Data to use:
..............................

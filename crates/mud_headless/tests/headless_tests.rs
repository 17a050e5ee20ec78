//! Integration tests for the headless runner.

use std::io::{Cursor, Write};
use std::path::PathBuf;

use mud_headless::batch::{run_batch, BatchConfig, BatchResults};
use mud_headless::protocol::{Command, Response};
use mud_headless::runner::{run_scenario, HeadlessRunner};
use mud_headless::scenario::{Scenario, ScenarioError};
use mud_test_utils::determinism::verify_determinism;
use tempfile::{tempdir, NamedTempFile};

fn shipped(name: &str) -> PathBuf {
    PathBuf::from(env!("CARGO_MANIFEST_DIR"))
        .join("scenarios")
        .join(name)
}

#[test]
fn test_shipped_scenarios_build() {
    for file in ["duel.ron", "gate.ron"] {
        let scenario = Scenario::load(shipped(file)).unwrap();
        let built = scenario.build(scenario.seed).unwrap();
        assert_eq!(built.names.len(), scenario.combatants.len(), "{file}");
        assert!(built.engine.roster_invariant_holds());
    }
}

#[test]
fn test_duel_file_matches_builtin() {
    let from_file = Scenario::load(shipped("duel.ron")).unwrap();
    let a = run_scenario(&from_file, 11).unwrap();
    let b = run_scenario(&Scenario::duel(), 11).unwrap();
    assert_eq!(a.final_hash, b.final_hash);
    assert_eq!(a.deaths, b.deaths);
}

#[test]
fn test_missing_scenario_file() {
    let dir = tempdir().unwrap();
    let result = Scenario::load(dir.path().join("nowhere.ron"));
    assert!(matches!(result, Err(ScenarioError::FileNotFound(_))));
}

#[test]
fn test_scenario_from_temp_file() {
    let mut file = NamedTempFile::new().unwrap();
    writeln!(
        file,
        r#"(
            name: "Ambush",
            rooms: [(id: 1, name: "Temple"), (id: 2, name: "Void"), (id: 40, name: "Glade")],
            combatants: [
                (name: "Beren", controller: Player(idnum: 3), level: 15, room: 40, vitality: 180, ob: 40),
                (name: "wolf", controller: Npc(vnum: 700), level: 10, room: 40, vitality: 80, ob: 30),
            ],
            fights: [("wolf", "Beren")],
            max_pulses: 500,
        )"#
    )
    .unwrap();

    let scenario = Scenario::load(file.path()).unwrap();
    let report = run_scenario(&scenario, 4).unwrap();
    assert_eq!(report.scenario, "Ambush");
    assert!(report.pulses <= 500);
    assert!(report.swings > 0);
}

#[test]
fn test_gate_script_is_issued() {
    let scenario = Scenario::load(shipped("gate.ron")).unwrap();
    let mut runner = HeadlessRunner::from_scenario(&scenario, 17).unwrap();
    runner.handle(Command::Pulse { count: 1 });

    // The opening bash has been scheduled on the wait-list.
    let hurin = runner.fight().names["Hurin"];
    assert!(runner.fight().engine.waits().get(hurin).is_some());
}

#[test]
fn test_session_load_command() {
    let dir = tempdir().unwrap();
    let path = dir.path().join("duel.ron");
    std::fs::copy(shipped("duel.ron"), &path).unwrap();

    let mut runner = HeadlessRunner::from_scenario(&Scenario::duel(), 0).unwrap();
    runner.handle(Command::Pulse { count: 30 });
    let responses = runner.handle(Command::Load {
        path: path.display().to_string(),
        seed: Some(2),
    });
    assert!(matches!(
        responses[..],
        [Response::Ack { .. }, Response::Ready { pulse: 0, .. }]
    ));
    assert_eq!(runner.fight().engine.pulse_count(), 0);

    let bad = runner.handle(Command::Load {
        path: dir.path().join("missing.ron").display().to_string(),
        seed: None,
    });
    assert!(matches!(bad[..], [Response::Error { .. }]));
}

#[test]
fn test_session_hash_matches_engine() {
    let built = Scenario::duel().build(8).unwrap();
    let mut engine = built.engine.clone();
    for _ in 0..40 {
        engine.pulse();
    }

    let mut runner = HeadlessRunner::new(built);
    let input = "{\"cmd\":\"pulse\",\"count\":40}\n{\"cmd\":\"hash\"}\n";
    let mut output = Vec::new();
    runner.run(Cursor::new(input), &mut output).unwrap();

    let last = String::from_utf8(output)
        .unwrap()
        .lines()
        .last()
        .map(str::to_string)
        .unwrap();
    let reply: serde_json::Value = serde_json::from_str(&last).unwrap();
    assert_eq!(reply["type"], "state_hash");
    assert_eq!(reply["hash"], engine.state_hash());
}

#[test]
fn test_built_scenario_is_deterministic() {
    let scenario = Scenario::load(shipped("gate.ron")).unwrap();
    let result = verify_determinism(
        3,
        400,
        || scenario.build(17).unwrap().engine,
        |engine| {
            engine.pulse();
        },
        |engine| engine.state_hash(),
    );
    result.assert_deterministic();
}

#[test]
fn test_batch_results_round_trip_through_disk() {
    let dir = tempdir().unwrap();
    let path = dir.path().join("out").join("batch.json");
    let results = run_batch(&Scenario::duel(), BatchConfig::new(3).with_seed(5));
    results.save(&path).unwrap();

    let loaded = BatchResults::load(&path).unwrap();
    assert_eq!(loaded.runs, results.runs);
    assert_eq!(loaded.summary.fights, 3);
}
impl World {
    /// Empty world.
    #[must_use]
    pub fn new() -> Self {
        Self::default()
    }

    /// Add or replace a room.
    pub fn add_room(&mut self, room: Room) {
        self.rooms.insert(room.id, room);
    }

    /// Add a character; assigns and returns its id.
    pub fn add_character(&mut self, mut ch: Character) -> CharId {
        self.next_char += 1;
        let id = CharId(self.next_char);
        ch.id = id;
        self.characters.insert(id, ch);
        id
    }

    /// Add an object at a location; assigns and returns its id.
    pub fn add_object(&mut self, mut obj: Object, location: ObjectLocation) -> Result<ObjId> {
        self.next_obj += 1;
        let id = ObjId(self.next_obj);
        obj.id = id;
        obj.location = ObjectLocation::Nowhere;
        self.objects.insert(id, obj);
        self.move_object(id, location)?;
        Ok(id)
    }

    /// Character by id.
    #[must_use]
    pub fn character(&self, id: CharId) -> Option<&Character> {
        self.characters.get(&id)
    }

    /// Mutable character by id.
    pub fn character_mut(&mut self, id: CharId) -> Option<&mut Character> {
        self.characters.get_mut(&id)
    }

    /// Character by id, or an error.
    pub fn require(&self, id: CharId) -> Result<&Character> {
        self.characters
            .get(&id)
            .ok_or(CombatError::CharacterNotFound(id))
    }

    /// Mutable character by id, or an error.
    pub fn require_mut(&mut self, id: CharId) -> Result<&mut Character> {
        self.characters
            .get_mut(&id)
            .ok_or(CombatError::CharacterNotFound(id))
    }

    /// Whether the character exists.
    #[must_use]
    pub fn contains(&self, id: CharId) -> bool {
        self.characters.contains_key(&id)
    }

    /// All characters in id order.
    pub fn characters(&self) -> impl Iterator<Item = &Character> {
        self.characters.values()
    }

    /// Room by id.
    #[must_use]
    pub fn room(&self, id: RoomId) -> Option<&Room> {
        self.rooms.get(&id)
    }

    /// Object by id.
    #[must_use]
    pub fn object(&self, id: ObjId) -> Option<&Object> {
        self.objects.get(&id)
    }

    /// All objects in id order.
    pub fn objects(&self) -> impl Iterator<Item = &Object> {
        self.objects.values()
    }

    /// Whether both characters exist and share a room.
    #[must_use]
    pub fn is_same_room(&self, a: CharId, b: CharId) -> bool {
        match (self.character(a), self.character(b)) {
            (Some(a), Some(b)) => a.room == b.room,
            _ => false,
        }
    }

    /// Whether `viewer` can see `target`.
    #[must_use]
    pub fn can_see(&self, viewer: CharId, target: CharId) -> bool {
        if viewer == target {
            return true;
        }
        self.character(target).is_some_and(|t| !t.is_hidden())
    }

    /// Wielded weapon and its statistics.
    #[must_use]
    pub fn weapon_of(&self, ch: CharId) -> Option<(ObjId, WeaponStats)> {
        let id = *self.character(ch)?.equipment.get(&WearSlot::Wield)?;
        let stats = self.object(id)?.weapon_stats()?;
        Some((id, stats))
    }

    /// Armor worn in a slot.
    #[must_use]
    pub fn armor_at(&self, ch: CharId, slot: WearSlot) -> Option<ArmorStats> {
        let id = *self.character(ch)?.equipment.get(&slot)?;
        self.object(id)?.armor_stats()
    }

    /// Characters in a room, in id order.
    #[must_use]
    pub fn people_in(&self, room: RoomId) -> Vec<CharId> {
        self.characters
            .values()
            .filter(|c| c.room == room)
            .map(|c| c.id)
            .collect()
    }

    /// First character in the viewer's room, visible to them, whose keyword
    /// starts with `name` (case-insensitive).
    #[must_use]
    pub fn find_in_room_visible(&self, viewer: CharId, name: &str) -> Option<CharId> {
        let name = name.trim().to_ascii_lowercase();
        if name.is_empty() {
            return None;
        }
        let room = self.character(viewer)?.room;
        if name == "self" || name == "me" {
            return Some(viewer);
        }
        self.people_in(room).into_iter().find(|&id| {
            self.can_see(viewer, id)
                && self.character(id).is_some_and(|c| {
                    c.name
                        .split_whitespace()
                        .any(|w| w.to_ascii_lowercase().starts_with(&name))
                })
        })
    }

    /// Exit of a room.
    #[must_use]
    pub fn exit(&self, room: RoomId, dir: Direction) -> Option<&Exit> {
        self.room(room)?.exits.get(&dir)
    }

    /// Mutable exit of a room.
    pub fn exit_mut(&mut self, room: RoomId, dir: Direction) -> Option<&mut Exit> {
        self.rooms.get_mut(&room)?.exits.get_mut(&dir)
    }

    /// Whether a character can pass through the exit: it exists, its
    /// destination exists and it is not closed.
    #[must_use]
    pub fn can_go(&self, ch: CharId, dir: Direction) -> bool {
        let Some(c) = self.character(ch) else {
            return false;
        };
        self.exit(c.room, dir).is_some_and(|e| {
            !e.flags.contains(ExitFlags::CLOSED) && self.rooms.contains_key(&e.to_room)
        })
    }

    fn detach_object(&mut self, id: ObjId) -> Result<()> {
        let location = self
            .objects
            .get(&id)
            .ok_or(CombatError::ObjectNotFound(id))?
            .location;
        match location {
            ObjectLocation::Nowhere => {}
            ObjectLocation::Room(room) => {
                if let Some(r) = self.rooms.get_mut(&room) {
                    r.contents.retain(|&o| o != id);
                }
            }
            ObjectLocation::Carried(ch) => {
                if let Some(c) = self.characters.get_mut(&ch) {
                    c.carrying.retain(|&o| o != id);
                }
            }
            ObjectLocation::Worn(ch, slot) => {
                if let Some(c) = self.characters.get_mut(&ch) {
                    if c.equipment.get(&slot) == Some(&id) {
                        c.equipment.remove(&slot);
                    }
                }
            }
            ObjectLocation::Inside(container) => {
                if let Some(o) = self.objects.get_mut(&container) {
                    o.contents.retain(|&x| x != id);
                }
            }
        }
        Ok(())
    }

    /// Move an object, keeping both the old and the new holder consistent.
    pub fn move_object(&mut self, id: ObjId, to: ObjectLocation) -> Result<()> {
        self.detach_object(id)?;
        match to {
            ObjectLocation::Nowhere => {}
            ObjectLocation::Room(room) => {
                self.rooms
                    .get_mut(&room)
                    .ok_or(CombatError::RoomNotFound(room))?
                    .contents
                    .push(id);
            }
            ObjectLocation::Carried(ch) => {
                self.require_mut(ch)?.carrying.push(id);
            }
            ObjectLocation::Worn(ch, slot) => {
                let previous = self.require_mut(ch)?.equipment.insert(slot, id);
                if let Some(prev) = previous.filter(|&p| p != id) {
                    self.move_object(prev, ObjectLocation::Carried(ch))?;
                }
            }
            ObjectLocation::Inside(container) => {
                if container == id {
                    return Err(CombatError::InvalidState(format!(
                        "{id} cannot contain itself"
                    )));
                }
                self.objects
                    .get_mut(&container)
                    .ok_or(CombatError::ObjectNotFound(container))?
                    .contents
                    .push(id);
            }
        }
        if let Some(obj) = self.objects.get_mut(&id) {
            obj.location = to;
        }
        Ok(())
    }

    /// Remove an object and everything inside it.
    pub fn extract_object(&mut self, id: ObjId) -> Result<()> {
        self.detach_object(id)?;
        if let Some(obj) = self.objects.remove(&id) {
            for inner in obj.contents {
                if let Some(o) = self.objects.get_mut(&inner) {
                    o.location = ObjectLocation::Nowhere;
                }
                self.extract_object(inner)?;
            }
        }
        Ok(())
    }

    /// Move a character to another room.
    pub fn move_character(&mut self, id: CharId, room: RoomId) -> Result<()> {
        if !self.rooms.contains_key(&room) {
            return Err(CombatError::RoomNotFound(room));
        }
        self.require_mut(id)?.room = room;
        Ok(())
    }

    /// Remove a character from the world. Belongings still held drop to the
    /// floor; links other characters hold to it are cleared.
    pub fn extract_character(&mut self, id: CharId) -> Result<Character> {
        let (room, held) = {
            let ch = self.require(id)?;
            let mut held: Vec<ObjId> = ch.carrying.clone();
            held.extend(ch.equipment.values().copied());
            (ch.room, held)
        };
        for obj in held {
            let dest = if self.rooms.contains_key(&room) {
                ObjectLocation::Room(room)
            } else {
                ObjectLocation::Nowhere
            };
            self.move_object(obj, dest)?;
        }
        for other in self.characters.values_mut() {
            if other.fighting == Some(id) {
                other.fighting = None;
            }
            if other.master == Some(id) {
                other.master = None;
            }
            if other.group_leader == Some(id) {
                other.group_leader = None;
            }
            if other.mount == Some(id) {
                other.mount = None;
            }
            other.memory.remove(&id);
        }
        self.characters
            .remove(&id)
            .ok_or(CombatError::CharacterNotFound(id))
    }

    /// Queue a message for one character.
    pub fn direct_message(&mut self, to: CharId, text: impl Into<String>) {
        self.outbox.push(Message {
            pulse: self.pulse,
            recipient: Recipient::Character(to),
            text: text.into(),
        });
    }

    /// Queue a message for a room.
    pub fn room_broadcast(&mut self, room: RoomId, text: impl Into<String>, exclude: &[CharId]) {
        self.outbox.push(Message {
            pulse: self.pulse,
            recipient: Recipient::Room {
                room,
                exclude: exclude.to_vec(),
            },
            text: text.into(),
        });
    }

    /// Take every queued message.
    pub fn drain_messages(&mut self) -> Vec<Message> {
        std::mem::take(&mut self.outbox)
    }

    /// Queued messages.
    #[must_use]
    pub fn messages(&self) -> &[Message] {
        &self.outbox
    }

    /// Record that a character's state was persisted.
    pub fn persist(&mut self, id: CharId) {
        tracing::debug!(character = %id, "Persisting character");
        self.saved.push(id);
    }

    /// Characters persisted so far, in order.
    #[must_use]
    pub fn persisted(&self) -> &[CharId] {
        &self.saved
    }

    /// Append an audit record.
    pub fn record_audit(&mut self, victim: &str, kind: AuditKind) {
        self.audit.push(AuditRecord {
            pulse: self.pulse,
            victim: victim.to_string(),
            kind,
        });
    }

    /// Audit records so far.
    #[must_use]
    pub fn audit_log(&self) -> &[AuditRecord] {
        &self.audit
    }
}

..............................

Exercise requirements:
Tally the lines of the material above that include the word "RoomId", then state that tally alone.

Expected output:
6